Hero firefighter just ‘followed voice’ of mom trapped in burning building
Published: September 15, 2006
Firefighter John Scarangello’s keen ears and sharp instinct gave Tarika Tibbs a fighting chance Sunday afternoon.
The 32-year-old mother had collapsed and disappeared into the thick smoke filling the sixth-floor hallway of 185 Park Hill Ave. after rushing back into the burning building to look for her two children.
Scarangello, of FDNY Engine Co. 153, managed to find her.
The 28-year-old Annadale resident was checking to make sure the fire hose running through the hallway didn’t have any kinks in it when he heard some faint grunts and groans coming through the smoke.
“There was no visibility. … I could hear that she was breathing,” Scarangello told the Advance yesterday. “At first, I didn’t know if it was in my head.”
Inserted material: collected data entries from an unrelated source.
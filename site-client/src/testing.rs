//! Scripted settings service for unit tests

use std::sync::Arc;
use std::sync::atomic::{AtomicBool, AtomicUsize, Ordering};

use async_trait::async_trait;
use parking_lot::Mutex;
use shared::models::SiteSettings;
use tokio::sync::Notify;

use crate::error::{ClientError, ClientResult};
use crate::service::SettingsService;

/// In-memory "server" with switchable failures and optional gates that
/// hold a call until the test releases it
pub struct FakeService {
    remote: Mutex<SiteSettings>,
    fail_fetch: AtomicBool,
    fail_write: AtomicBool,
    /// Writes whose call index is at or past this value fail
    fail_writes_from: AtomicUsize,
    fetch_gate: Mutex<Option<Arc<Notify>>>,
    write_gate: Mutex<Option<Arc<Notify>>>,
    fetch_calls: AtomicUsize,
    write_calls: AtomicUsize,
}

fn server_error() -> ClientError {
    ClientError::Api {
        code: 9001,
        message: "Internal server error".to_string(),
        details: None,
    }
}

impl FakeService {
    pub fn new(remote: SiteSettings) -> Self {
        Self {
            remote: Mutex::new(remote),
            fail_fetch: AtomicBool::new(false),
            fail_write: AtomicBool::new(false),
            fail_writes_from: AtomicUsize::new(usize::MAX),
            fetch_gate: Mutex::new(None),
            write_gate: Mutex::new(None),
            fetch_calls: AtomicUsize::new(0),
            write_calls: AtomicUsize::new(0),
        }
    }

    pub fn remote(&self) -> SiteSettings {
        self.remote.lock().clone()
    }

    pub fn set_remote(&self, settings: SiteSettings) {
        *self.remote.lock() = settings;
    }

    pub fn fail_fetch(&self, fail: bool) {
        self.fail_fetch.store(fail, Ordering::SeqCst);
    }

    pub fn fail_write(&self, fail: bool) {
        self.fail_write.store(fail, Ordering::SeqCst);
    }

    /// Let the first `n` writes through, fail every later one
    pub fn fail_writes_from(&self, n: usize) {
        self.fail_writes_from.store(n, Ordering::SeqCst);
    }

    /// Fetches read the remote value immediately, then wait for the gate
    pub fn gate_fetches(&self) -> Arc<Notify> {
        let gate = Arc::new(Notify::new());
        *self.fetch_gate.lock() = Some(gate.clone());
        gate
    }

    /// Writes wait for the gate before touching the remote value
    pub fn gate_writes(&self) -> Arc<Notify> {
        let gate = Arc::new(Notify::new());
        *self.write_gate.lock() = Some(gate.clone());
        gate
    }

    pub fn fetch_calls(&self) -> usize {
        self.fetch_calls.load(Ordering::SeqCst)
    }

    pub fn write_calls(&self) -> usize {
        self.write_calls.load(Ordering::SeqCst)
    }
}

#[async_trait]
impl SettingsService for FakeService {
    async fn get_config(&self) -> ClientResult<SiteSettings> {
        self.fetch_calls.fetch_add(1, Ordering::SeqCst);
        let snapshot = self.remote();
        let fail = self.fail_fetch.load(Ordering::SeqCst);

        let gate = self.fetch_gate.lock().clone();
        if let Some(gate) = gate {
            gate.notified().await;
        }

        if fail { Err(server_error()) } else { Ok(snapshot) }
    }

    async fn replace_config(&self, settings: &SiteSettings) -> ClientResult<SiteSettings> {
        let call = self.write_calls.fetch_add(1, Ordering::SeqCst);

        let gate = self.write_gate.lock().clone();
        if let Some(gate) = gate {
            gate.notified().await;
        }

        if self.fail_write.load(Ordering::SeqCst)
            || call >= self.fail_writes_from.load(Ordering::SeqCst)
        {
            return Err(server_error());
        }
        self.set_remote(settings.clone());
        Ok(settings.clone())
    }
}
Even so, Scarangello crawled along the hallway wall toward the sound. He got about 30 or 40 feet in, and ran right into Ms. Tibbs.
“I don’t know how I heard her. I just followed her voice,” he said.
Scarangello began pulling her out of the hallway toward the stairwell, and within seconds, a group of firefighters came to their aid.
Ms. Tibbs, who suffered smoke inhalation and burns of her face and ear, remains in critical condition in the burn unit of Staten Island University Hospital, Ocean Breeze, yesterday. Her family members couldn’t be reached for comment yesterday.
“My prayers are for her and her family,” Scarangello said yesterday. “Her health right now is the number-one thing on my mind.”
As his fellow firefighters kidded with him and called him by his nickname, “Sugar,” in the garage of the Stapleton firehouse, Scarangello played down the rescue, insisting that the entire company should get credit for the save.
He just acted on his training, Scarangello said.
“What I did, every single person on the job would have done the same thing,” he said.
The first firefighter in a family of police officers, Scarangello joined Engine 153 three years ago. “I’m the black sheep of my family, I guess,” he said.
His father retired as a detective from the North Shore’s 120th Precinct, and his uncle, also named John Scarangello, was killed in the line of duty in Queens in 1981.
Scarangello said he wanted to follow in their lifesaving footsteps. “I wanted to have a job where I could go to sleep at night and know I was helping people.”